Asya memicingkan mata. "Boleh aku tau namanya?" tanya Asya, entah mengapa Asya bisa penasaran begini.
"Namanya ... Leoniel," ujar Reina ragu. "Ah, aku tak tahu nama panjangnya. Yang jelas, nama depannya adalah Leoniel. Itu nama akun media sosialnya. Dia cukup populer untuk anak sekolahan kota ini," lanjut Reina.
"Leoniel ...," gumam Asya. "Jika nanti sewaktu lomba orang bernama Leoniel itu datang, kenalkan padaku, oke?"
Reina membalasnya dengan anggukan cepat. Keduanya pun kembali tertawa. Asya benar-benar senang memiliki sahabat sebaik Reina.
***
Bel tanda pulang berbunyi cukup nyaring, membuat para murid berseru senang, karena pelajaran yang sudah membuat pikiran mereka lelah akhirnya berakhir untuk hari ini. Asya dan Reina berjalan di tengah koridor, dengan tas yang sudah melekat di bahu mereka sembari mengobrolkan hal sekecil apapun yang membuat mereka tertawa.
Setelah mereka berdua keluar dari gerbang bersamaan dengan para murid lain, Asya terpisan dengan Reina. Sebab gadis itu berlainan arah pulang dengan Asya.
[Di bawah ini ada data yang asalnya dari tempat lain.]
//! Reward-accrual message emitted after a successful order.

use common::{OrderId, UserId};
use serde::{Deserialize, Serialize};

use crate::order::{Money, Order};

/// Body of the reward message: `{"order_id", "user_id", "amount"}`.
#[derive(Debug, Clone, PartialEq, Eq, Serialize, Deserialize)]
pub struct RewardEvent {
    pub order_id: OrderId,
    pub user_id: UserId,
    pub amount: Money,
}

impl RewardEvent {
    /// Builds the reward for a completed order.
    pub fn for_order(order: &Order) -> Self {
        Self {
            order_id: order.id,
            user_id: order.user_id,
            amount: order.amount,
        }
    }

    /// Key consumers use to drop redelivered messages.
    pub fn idempotency_key(&self) -> String {
        self.order_id.to_string()
    }
}
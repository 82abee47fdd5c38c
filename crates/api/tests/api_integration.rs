//! Integration tests for the API server.

use std::sync::OnceLock;

use api::InMemoryBackends;
use api::config::Config;
use axum::body::Body;
use axum::http::{Request, StatusCode};
use domain::{Money, ProductRecord};
use fulfillment::UserProfile;
use metrics_exporter_prometheus::PrometheusHandle;
use store::ProductId;
use tower::ServiceExt;

static METRICS_HANDLE: OnceLock<PrometheusHandle> = OnceLock::new();

fn get_metrics_handle() -> PrometheusHandle {
    METRICS_HANDLE
        .get_or_init(|| {
            let builder = metrics_exporter_prometheus::PrometheusBuilder::new();
            builder
                .install_recorder()
                .expect("failed to install Prometheus recorder")
        })
        .clone()
}

/// User 1 "alice" and product 1 priced at 100 with `quantity` units.
async fn setup(quantity: u64) -> (axum::Router, InMemoryBackends) {
    let (state, backends) = api::create_default_state(&Config::default());
    backends
        .users
        .add_user(UserProfile::new(1, "alice", "Alice Liddell"))
        .await;
    backends
        .inventory
        .insert_product(ProductRecord::new(
            ProductId::new(1),
            "Widget",
            Money::from_units(100),
            quantity,
        ))
        .await;

    let app = api::create_app(state, get_metrics_handle());
    (app, backends)
}

async fn send(app: &axum::Router, request: Request<Body>) -> (StatusCode, serde_json::Value) {
    let response = app.clone().oneshot(request).await.unwrap();
    let status = response.status();
    let body = axum::body::to_bytes(response.into_body(), usize::MAX)
        .await
        .unwrap();
    let json = if body.is_empty() {
        serde_json::Value::Null
    } else {
        serde_json::from_slice(&body).unwrap_or(serde_json::Value::Null)
    };
    (status, json)
}

fn post_order(body: serde_json::Value) -> Request<Body> {
    post_raw(serde_json::to_string(&body).unwrap())
}

fn post_raw(body: String) -> Request<Body> {
    Request::builder()
        .method("POST")
        .uri("/orders")
        .header("content-type", "application/json")
        .body(Body::from(body))
        .unwrap()
}

fn get(uri: &str) -> Request<Body> {
    Request::builder().uri(uri).body(Body::empty()).unwrap()
}

#[tokio::test]
async fn test_health_check() {
    let (app, _) = setup(10).await;

    let (status, json) = send(&app, get("/health")).await;

    assert_eq!(status, StatusCode::OK);
    assert_eq!(json["status"], "ok");
}

#[tokio::test]
async fn test_create_order() {
    let (app, backends) = setup(10).await;

    let (status, json) = send(
        &app,
        post_order(serde_json::json!({
            "user_id": 1,
            "product_id": 1,
            "product_count": 2
        })),
    )
    .await;

    assert_eq!(status, StatusCode::CREATED);
    assert_eq!(json["status"], "success");
    assert_eq!(json["amount"], 200);
    assert_eq!(json["username"], "alice");
    assert_eq!(json["product_count"], 2);
    assert!(json["failure_reason"].is_null());
    assert_eq!(backends.inventory.quantity(ProductId::new(1)).await, Some(8));
    assert_eq!(backends.publisher.message_count().await, 1);
}

#[tokio::test]
async fn test_create_and_get_order() {
    let (app, _) = setup(10).await;

    let (_, created) = send(
        &app,
        post_order(serde_json::json!({
            "user_id": 1,
            "product_id": 1,
            "product_count": 1
        })),
    )
    .await;
    let order_id = created["id"].as_str().unwrap();

    let (status, json) = send(&app, get(&format!("/orders/{order_id}"))).await;

    assert_eq!(status, StatusCode::OK);
    assert_eq!(json, created);
}

#[tokio::test]
async fn test_out_of_stock_is_created_as_failed() {
    let (app, backends) = setup(0).await;

    let (status, json) = send(
        &app,
        post_order(serde_json::json!({
            "user_id": 1,
            "product_id": 1,
            "product_count": 1
        })),
    )
    .await;

    assert_eq!(status, StatusCode::CREATED);
    assert_eq!(json["status"], "failed");
    assert!(
        json["failure_reason"]
            .as_str()
            .unwrap()
            .starts_with("insufficient stock")
    );
    assert_eq!(backends.publisher.message_count().await, 0);
}

#[tokio::test]
async fn test_create_order_validation() {
    let (app, backends) = setup(10).await;

    for body in [
        serde_json::json!({ "user_id": 1, "product_id": 1, "product_count": 0 }),
        // count beyond the signed 64-bit range every backend stores
        serde_json::json!({
            "user_id": 1,
            "product_id": 1,
            "product_count": 9_223_372_036_854_775_808u64
        }),
        // amount of 100 x 10^17 beyond that range
        serde_json::json!({
            "user_id": 1,
            "product_id": 1,
            "product_count": 100_000_000_000_000_000u64
        }),
        serde_json::json!({ "product_id": 1, "product_count": 1 }),
        serde_json::json!({ "user_id": 1, "product_count": 1 }),
    ] {
        let (status, json) = send(&app, post_order(body)).await;
        assert_eq!(status, StatusCode::BAD_REQUEST);
        assert!(json["error"].as_str().unwrap().contains("Validation"));
    }

    assert_eq!(backends.orders.order_count().await, 0);
}

#[tokio::test]
async fn test_demo_data_accepts_orders() {
    let (state, backends) = api::create_default_state(&Config::default());
    api::seed_demo_data(&backends.users, &backends.inventory).await;
    let app = api::create_app(state, get_metrics_handle());

    let (status, json) = send(
        &app,
        post_order(serde_json::json!({
            "user_id": 1,
            "product_id": 1,
            "product_count": 3
        })),
    )
    .await;

    assert_eq!(status, StatusCode::CREATED);
    assert_eq!(json["status"], "success");
    assert_eq!(json["username"], "demo");
    assert_eq!(backends.inventory.quantity(ProductId::new(1)).await, Some(7));
}

#[tokio::test]
async fn test_malformed_body() {
    let (app, _) = setup(10).await;

    let (status, json) = send(&app, post_raw("{not json".to_string())).await;
    assert_eq!(status, StatusCode::BAD_REQUEST);
    assert!(json["error"].is_string());

    let (status, _) = send(
        &app,
        post_order(serde_json::json!({ "user_id": -1, "product_id": 1, "product_count": 1 })),
    )
    .await;
    assert_eq!(status, StatusCode::BAD_REQUEST);
}

#[tokio::test]
async fn test_unknown_user_is_not_found() {
    let (app, _) = setup(10).await;

    let (status, json) = send(
        &app,
        post_order(serde_json::json!({
            "user_id": 42,
            "product_id": 1,
            "product_count": 1
        })),
    )
    .await;

    assert_eq!(status, StatusCode::NOT_FOUND);
    assert!(json["error"].as_str().unwrap().contains("user 42"));
}

#[tokio::test]
async fn test_payment_outage_is_unavailable() {
    let (app, backends) = setup(10).await;
    backends.payments.set_unavailable(true);

    let (status, _) = send(
        &app,
        post_order(serde_json::json!({
            "user_id": 1,
            "product_id": 1,
            "product_count": 1
        })),
    )
    .await;
    assert_eq!(status, StatusCode::SERVICE_UNAVAILABLE);

    // the order was still finalized and can be re-queried
    let (status, json) = send(&app, get("/orders?user_id=1")).await;
    assert_eq!(status, StatusCode::OK);
    assert_eq!(json["total"], 1);
    assert_eq!(json["orders"][0]["status"], "failed");
}

#[tokio::test]
async fn test_publish_failure_is_server_error() {
    let (app, backends) = setup(10).await;
    backends.publisher.set_fail(true);

    let (status, _) = send(
        &app,
        post_order(serde_json::json!({
            "user_id": 1,
            "product_id": 1,
            "product_count": 1
        })),
    )
    .await;

    assert_eq!(status, StatusCode::INTERNAL_SERVER_ERROR);
    assert_eq!(backends.inventory.quantity(ProductId::new(1)).await, Some(9));
}

#[tokio::test]
async fn test_get_nonexistent_order() {
    let (app, _) = setup(10).await;

    let (status, json) = send(&app, get(&format!("/orders/{}", common::OrderId::new()))).await;

    assert_eq!(status, StatusCode::NOT_FOUND);
    assert!(json["error"].as_str().unwrap().contains("Order not found"));
}

#[tokio::test]
async fn test_invalid_order_id_format() {
    let (app, _) = setup(10).await;

    let (status, _) = send(&app, get("/orders/not-a-uuid")).await;

    assert_eq!(status, StatusCode::BAD_REQUEST);
}

#[tokio::test]
async fn test_list_orders_with_pagination() {
    let (app, backends) = setup(100).await;
    backends
        .users
        .add_user(UserProfile::new(2, "bob", "Bob Builder"))
        .await;

    for user_id in [1, 1, 1, 2] {
        let (status, _) = send(
            &app,
            post_order(serde_json::json!({
                "user_id": user_id,
                "product_id": 1,
                "product_count": 1
            })),
        )
        .await;
        assert_eq!(status, StatusCode::CREATED);
    }

    let (status, json) = send(&app, get("/orders")).await;
    assert_eq!(status, StatusCode::OK);
    assert_eq!(json["total"], 4);
    assert_eq!(json["page"], 1);
    assert_eq!(json["per_page"], 10);

    let (_, json) = send(&app, get("/orders?user_id=1&page=2&per_page=2")).await;
    assert_eq!(json["total"], 3);
    assert_eq!(json["orders"].as_array().unwrap().len(), 1);
    assert_eq!(json["orders"][0]["user_id"], 1);

    let (_, json) = send(&app, get("/orders?user_id=2")).await;
    assert_eq!(json["orders"][0]["username"], "bob");
}

#[tokio::test]
async fn test_list_orders_rejects_bad_params() {
    let (app, _) = setup(10).await;

    for uri in [
        "/orders?page=0",
        "/orders?per_page=0",
        "/orders?per_page=101",
        "/orders?user_id=abc",
    ] {
        let (status, _) = send(&app, get(uri)).await;
        assert_eq!(status, StatusCode::BAD_REQUEST, "{uri}");
    }
}

#[tokio::test]
async fn test_metrics_endpoint() {
    let (app, _) = setup(10).await;

    send(
        &app,
        post_order(serde_json::json!({
            "user_id": 1,
            "product_id": 1,
            "product_count": 1
        })),
    )
    .await;

    let response = app.clone().oneshot(get("/metrics")).await.unwrap();
    assert_eq!(response.status(), StatusCode::OK);

    let body = axum::body::to_bytes(response.into_body(), usize::MAX)
        .await
        .unwrap();
    let text = String::from_utf8(body.to_vec()).unwrap();
    assert!(text.contains("orders_created_total"));
}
"Good bye, Sya. Sampai jumpa besok!" seru Reina melambai. Asya membalasnya dengan senyuman kecil.
"Bye!" Gadis itu melambai.
Sesaat setelah kepergian Reina, Asya lalu berjalan menyusuri trotoar untuk pulang. Ia selalu ingin berjalan kaki, selain menyehatkan Asya juga bisa mengulur waktu untuk tak pulang ke rumah lebih awal. Rumah Alexander lebih tepatnya.
Gadis itu tiba-tiba menghentikan langkahnya. Pikirannya tertuju pada sesuatu. Asya mengingat kembali saat ia menghirup aroma mint kuat yang menyegarkan sekaligus membuatnya tenang. Aroma yang ia hirup dari seseorang. Gadis itu memegang dadanya. Cukup berdegup kencang.
"Aku menyukai aroma itu," gumam Asya.
Namun, di saat Asya memikirkan hal tersebut, pandangannya tiba-tiba terasa berputar. Asya merasa energi dan tenaganya menguap dari tubuh sekaligus, hal itu membuat Asya langsung merasa dan lesu seketika. Gadis itu hendak ambruk, kepala yang berdenyut tak bisa Asya tahan lagi.
Namun, sesaat sebelum Asya mendarat di atas trotoar, seseorang terlebih dahulu menahan punggung Asya, memegang kedua bahu Asya dari belakang. "Kamu tak apa-apa?" tanya seseorang itu.